Mr. Wynn Stocking Manager of Regulatory Affairs Elan Diagnostics 1075 W. Lambert Road Building D Brea, California 92821

Re: K030621

Trade/Device Name: ATAC Calibrator Kit Regulation Number: 21 CFR § 862.1150 Regulation Name: Calibrator, Multi - Analyte Mixture Regulatory Class: II Product Code: JIX Dated: February 26, 2003 Received: February 27, 2003

Dear Mr. Stocking:

We have reviewed your Section 510(k) premarket notification of intent to market the device referenced above and have determined the device is substantially equivalent (for the indications for use stated in the enclosure) to legally marketed predicate devices marketed in interstate commerce prior to May 28, 1976, the enactment date of the Medical Device Amendments, or to devices that have been reclassified in accordance with the provisions of the Federal Food. Drug, and Cosmetic Act (Act) that do not require approval of a premarket approval application (PMA). You may, therefore, market the device, subject to the general controls provisions of the Act. The general controls provisions of the Act include requirements for annual registration, listing of devices, good manufacturing practice, labeling, and prohibitions against misbranding and adulteration.

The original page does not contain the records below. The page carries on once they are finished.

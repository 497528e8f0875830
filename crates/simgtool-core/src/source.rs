//! Byte sources that images are decoded from.
//!
//! A [`Source`] is shared: the decoder reads through it while stream-backed
//! regions keep references to it so the encoder can re-read their bytes
//! later. Every operation therefore takes `&self`.

use std::cell::RefCell;
use std::fs::File;
use std::io::{self, Read, Seek, SeekFrom};
use std::path::Path;

use crate::error::{Error, Result};

/// Anything that can both read and seek.
pub trait ReadSeek: Read + Seek {}

impl<T: Read + Seek + ?Sized> ReadSeek for T {}

enum Reader {
    Seekable(Box<dyn ReadSeek>),
    Sequential(Box<dyn Read>),
}

struct SourceState {
    reader: Reader,
    offset: u64,
}

/// A readable byte source, either seekable or strictly sequential.
///
/// Sequential sources (pipes, standard input) support forward reading only.
/// Any operation that must reposition them fails with
/// [`ErrorKind::NotSeekable`](crate::ErrorKind::NotSeekable).
pub struct Source {
    state: RefCell<SourceState>,
}

impl Source {
    /// Wraps a reader that supports seeking.
    pub fn seekable<R: Read + Seek + 'static>(reader: R) -> Self {
        Self::from_reader(Reader::Seekable(Box::new(reader)))
    }

    /// Wraps a reader that can only be read forward.
    pub fn sequential<R: Read + 'static>(reader: R) -> Self {
        Self::from_reader(Reader::Sequential(Box::new(reader)))
    }

    /// Opens a file as a seekable source.
    pub fn open(path: &Path) -> Result<Self> {
        let file = File::open(path).map_err(|e| Error::io(e, path))?;
        Ok(Self::seekable(file))
    }

    fn from_reader(reader: Reader) -> Self {
        Self {
            state: RefCell::new(SourceState { reader, offset: 0 }),
        }
    }

    /// Whether this source can be repositioned.
    pub fn can_seek(&self) -> bool {
        matches!(self.state.borrow().reader, Reader::Seekable(_))
    }

    /// Current read offset from the start of the source.
    pub fn offset(&self) -> u64 {
        self.state.borrow().offset
    }

    /// Fills `buf` completely or fails with an end-of-input error.
    pub fn read_exact(&self, buf: &mut [u8]) -> Result<()> {
        let mut guard = self.state.borrow_mut();
        let state = &mut *guard;
        let result = match &mut state.reader {
            Reader::Seekable(r) => r.read_exact(buf),
            Reader::Sequential(r) => r.read_exact(buf),
        };

        let e = match result {
            Ok(()) => {
                state.offset += buf.len() as u64;
                return Ok(());
            }
            Err(e) => e,
        };

        let requested_at = state.offset;
        // A failed read may have consumed part of the input.
        if let Reader::Seekable(r) = &mut state.reader {
            if let Ok(pos) = r.stream_position() {
                state.offset = pos;
            }
        }

        if e.kind() == io::ErrorKind::UnexpectedEof {
            Err(Error::unexpected_eof(format!(
                "{} bytes at offset {}",
                buf.len(),
                requested_at
            )))
        } else {
            Err(Error::io_simple(e))
        }
    }

    /// Moves to an absolute offset.
    pub fn seek_to(&self, offset: u64) -> Result<()> {
        let mut guard = self.state.borrow_mut();
        let state = &mut *guard;
        match &mut state.reader {
            Reader::Seekable(r) => {
                r.seek(SeekFrom::Start(offset))?;
                state.offset = offset;
                Ok(())
            }
            Reader::Sequential(_) => Err(Error::not_seekable(format!(
                "cannot seek to offset {}",
                offset
            ))),
        }
    }

    /// Advances past `len` bytes without returning them.
    ///
    /// Sequential sources consume the bytes by reading them.
    pub fn skip(&self, len: u64) -> Result<()> {
        let mut guard = self.state.borrow_mut();
        let state = &mut *guard;
        let target = state
            .offset
            .checked_add(len)
            .ok_or_else(|| Error::overflow("skip past end of addressable range"))?;

        match &mut state.reader {
            Reader::Seekable(r) => {
                let end = r.seek(SeekFrom::End(0))?;
                if target > end {
                    r.seek(SeekFrom::Start(state.offset))?;
                    return Err(Error::unexpected_eof(format!(
                        "{} skipped bytes at offset {} of {}",
                        len, state.offset, end
                    )));
                }
                r.seek(SeekFrom::Start(target))?;
            }
            Reader::Sequential(r) => {
                let copied = io::copy(&mut r.by_ref().take(len), &mut io::sink())?;
                if copied != len {
                    return Err(Error::unexpected_eof(format!(
                        "{} skipped bytes at offset {}",
                        len, state.offset
                    )));
                }
            }
        }

        state.offset = target;
        Ok(())
    }

    /// Returns to the start of the source.
    pub fn rewind(&self) -> Result<()> {
        self.seek_to(0)
    }

    /// Total length of the source. Leaves the read offset unchanged.
    pub fn len(&self) -> Result<u64> {
        let mut guard = self.state.borrow_mut();
        let state = &mut *guard;
        let offset = state.offset;
        match &mut state.reader {
            Reader::Seekable(r) => {
                let len = r.seek(SeekFrom::End(0))?;
                r.seek(SeekFrom::Start(offset))?;
                Ok(len)
            }
            Reader::Sequential(_) => Err(Error::not_seekable("cannot determine stream length")),
        }
    }

    /// Reads `buf.len()` bytes starting at `offset`.
    pub fn read_at(&self, offset: u64, buf: &mut [u8]) -> Result<()> {
        self.seek_to(offset)?;
        self.read_exact(buf)
    }
}

impl std::fmt::Debug for Source {
    fn fmt(&self, f: &mut std::fmt::Formatter<'_>) -> std::fmt::Result {
        f.debug_struct("Source")
            .field("seekable", &self.can_seek())
            .field("offset", &self.offset())
            .finish()
    }
}
impl<'src> ChunkInput<'src> for StreamInput<'src> {
    fn read_exact(&mut self, buf: &mut [u8]) -> Result<()> {
        self.source.read_exact(buf)
    }

    fn skip(&mut self, len: u64) -> Result<()> {
        self.source.skip(len)
    }

    fn offset(&self) -> u64 {
        self.source.offset()
    }

    fn rewind(&mut self) -> Result<()> {
        self.source.rewind()
    }

    fn add_payload(
        &mut self,
        regions: &mut RegionList<'src>,
        len: u64,
        block: u32,
        crc: Option<Checksum>,
    ) -> Result<Option<Checksum>> {
        regions.add_stream(self.source, self.source.offset(), len, block)?;

        let Some(mut crc) = crc else {
            self.source.skip(len)?;
            return Ok(None);
        };

        let mut buf = alloc_buffer(len.min(COPY_BUFFER_SIZE as u64) as usize)?;
        let mut remaining = len;
        while remaining > 0 {
            let n = remaining.min(buf.len() as u64) as usize;
            self.source.read_exact(&mut buf[..n])?;
            crc = crc.update(&buf[..n]);
            remaining -= n as u64;
        }
        Ok(Some(crc))
    }
}

struct BufferInput {
    buf: SharedBuf,
    pos: usize,
}

impl BufferInput {
    /// Bounds-checks `len` bytes at the current position.
    fn span(&self, len: u64) -> Result<std::ops::Range<usize>> {
        usize::try_from(len)
            .ok()
            .and_then(|len| self.pos.checked_add(len))
            .filter(|&end| end <= self.buf.len())
            .map(|end| self.pos..end)
            .ok_or_else(|| {
                Error::unexpected_eof(format!("{} bytes at buffer offset {}", len, self.pos))
            })
    }
}

impl<'src> ChunkInput<'src> for BufferInput {
    fn read_exact(&mut self, out: &mut [u8]) -> Result<()> {
        let span = self.span(out.len() as u64)?;
        out.copy_from_slice(&self.buf.bytes()[span.clone()]);
        self.pos = span.end;
        Ok(())
    }

    fn skip(&mut self, len: u64) -> Result<()> {
        self.pos = self.span(len)?.end;
        Ok(())
    }

    fn offset(&self) -> u64 {
        self.pos as u64
    }

    fn rewind(&mut self) -> Result<()> {
        self.pos = 0;
        Ok(())
    }

    fn add_payload(
        &mut self,
        regions: &mut RegionList<'src>,
        len: u64,
        block: u32,
        crc: Option<Checksum>,
    ) -> Result<Option<Checksum>> {
        let span = self.span(len)?;
        regions.add_data(self.buf.clone(), span.start, len, block)?;
        let crc = crc.map(|crc| crc.update(&self.buf.bytes()[span.clone()]));
        self.pos = span.end;
        Ok(crc)
    }
}

/// Reads and validates a sparse header from the current position.
fn parse_header(input: &mut dyn ChunkInput<'_>, diag: &dyn Diagnostics) -> Result<SparseHeader> {
    let mut raw = [0u8; SPARSE_HEADER_LEN];
    if let Err(e) = input.read_exact(&mut raw) {
        diag.emit(&format!("{} at header", e));
        return Err(e);
    }

    let header = SparseHeader::from_bytes(&raw)?;
    if let Err(e) = header.validate() {
        diag.emit(&e.to_string());
        return Err(e);
    }
    Ok(header)
}

/// Reads the sparse header at the current position of `source` and checks
/// that a decoder would accept it.
pub fn probe(source: &Source) -> Result<SparseHeader> {
    parse_header(&mut StreamInput { source }, &Silent)
}
#[cfg(test)]
mod tests {
    use super::*;
    use crate::error::ErrorKind;
    use crate::format::{CHUNK_HEADER_LEN, SPARSE_HEADER_LEN};

    const BS: u32 = 4096;

    #[test]
    fn test_write_options_presets() {
        assert_eq!(WriteOptions::default(), WriteOptions::sparse());
        assert!(WriteOptions::sparse_with_checksum().checksum);
        assert!(!WriteOptions::raw().chunked);
    }

    #[test]
    fn test_progress_percent() {
        let progress = WriteProgress {
            bytes_processed: 512,
            bytes_total: 1024,
        };
        assert_eq!(progress.percent_complete(), 50.0);
        let empty = WriteProgress {
            bytes_processed: 0,
            bytes_total: 0,
        };
        assert_eq!(empty.percent_complete(), 100.0);
    }

    #[test]
    fn test_compressed_not_supported() {
        let mut out = Vec::new();
        let options = WriteOptions {
            compressed: true,
            ..WriteOptions::sparse()
        };
        let err = ChunkWriter::open(OutputTarget::Stream(&mut out), BS, 4096, options, 0)
            .err()
            .unwrap();
        assert_eq!(err.kind(), ErrorKind::NotSupported);
    }

    #[test]
    fn test_count_chunks() {
        let mut list = RegionList::new(BS);
        assert_eq!(count_chunks(&list, 0).unwrap(), 0);
        assert_eq!(count_chunks(&list, 4096).unwrap(), 1);

        list.add_fill(1, 4096, 2).unwrap();
        list.add_fill(2, 4096, 3).unwrap();
        // skip, fill, fill, trailing skip
        assert_eq!(count_chunks(&list, 8 * 4096).unwrap(), 4);
        // no trailing skip when the last region reaches the end
        assert_eq!(count_chunks(&list, 4 * 4096).unwrap(), 3);
    }

    #[test]
    fn test_chunked_skip_rounds_up() {
        let mut out = Vec::new();
        let mut writer =
            ChunkWriter::open(OutputTarget::Stream(&mut out), BS, 5000, WriteOptions::sparse(), 1)
                .unwrap();
        writer.write_skip(5000).unwrap();
        writer.finish().unwrap();

        assert_eq!(out.len(), SPARSE_HEADER_LEN + CHUNK_HEADER_LEN);
        let header = SparseHeader::from_bytes(&out).unwrap();
        assert_eq!(header.total_blocks, 2);
        let chunk = ChunkHeader::from_bytes(&out[SPARSE_HEADER_LEN..]).unwrap();
        assert_eq!(chunk.chunk_blocks, 2);
    }

    #[test]
    fn test_chunk_count_mismatch_detected() {
        let mut out = Vec::new();
        let writer =
            ChunkWriter::open(OutputTarget::Stream(&mut out), BS, 4096, WriteOptions::sparse(), 1)
                .unwrap();
        assert!(writer.finish().is_err());
    }

    #[test]
    fn test_push_only_pad_rejected_when_resizing() {
        let mut out = Vec::new();
        let mut writer =
            ChunkWriter::open(OutputTarget::Stream(&mut out), BS, 100, WriteOptions::raw(), 0)
                .unwrap();
        writer.write_data(&[1u8; 200]).unwrap();
        let err = writer.finish().unwrap_err();
        assert_eq!(err.kind(), ErrorKind::NotSupported);
    }

    #[test]
    fn test_flat_seekable_truncates() {
        let mut out = Cursor::new(Vec::new());
        let mut writer =
            ChunkWriter::open(OutputTarget::Seekable(&mut out), BS, 100, WriteOptions::raw(), 0)
                .unwrap();
        writer.write_data(&[1u8; 200]).unwrap();
        writer.finish().unwrap();
        assert_eq!(out.into_inner(), vec![1u8; 100]);
    }

    #[test]
    fn test_flat_fill_and_skip() {
        let mut out = Vec::new();
        let mut writer =
            ChunkWriter::open(OutputTarget::Stream(&mut out), 8, 24, WriteOptions::raw(), 0)
                .unwrap();
        writer.write_fill(0x04030201, 8).unwrap();
        writer.write_skip(8).unwrap();
        writer.write_data(&[9, 9]).unwrap();
        writer.finish().unwrap();
        assert_eq!(
            out,
            vec![1, 2, 3, 4, 1, 2, 3, 4, 0, 0, 0, 0, 0, 0, 0, 0, 9, 9, 0, 0, 0, 0, 0, 0]
        );
    }

    #[test]
    fn test_callback_writer_and_counter() {
        let mut seen = Vec::new();
        let mut writer = CallbackWriter(|buf: &[u8]| -> io::Result<()> {
            seen.extend_from_slice(buf);
            Ok(())
        });
        writer.write_all(b"abc").unwrap();
        drop(writer);
        assert_eq!(seen, b"abc");

        let mut counter = ByteCounter::default();
        counter.write_all(&[0u8; 10]).unwrap();
        assert_eq!(counter.0, 10);
    }
}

If your device is classified (see above) into either class II (Special Controls) or class III (PMA), it may be subject to such additional controls. Existing major regulations affecting your device can be found in Title 21, Code of Federal Regulations (CFR), Parts 800 to 895. In addition, FDA may publish further announcements concerning your device in the Federal Register.

Please be advised that FDA's issuance of a substantial equivalence determination does not mean that FDA has made a determination that your device complies with other requirements of the Act or any Federal statutes and regulations administered by other Federal agencies. You must comply with all the Act's requirements, including, but not limited to: registration and listing (21 CFR Part 807); labeling (21 CFR Parts 801 and 809); and good manufacturing practice requirements as set forth in the quality systems (OS) regulation (21 CFR Part 820). This letter will allow you to begin marketing your device as described in your Section 510(k) premarket notification. The FDA finding of substantial equivalence of your device to a legally marketed predicate device results in a classification for your device and thus, permits your device to proceed to the market.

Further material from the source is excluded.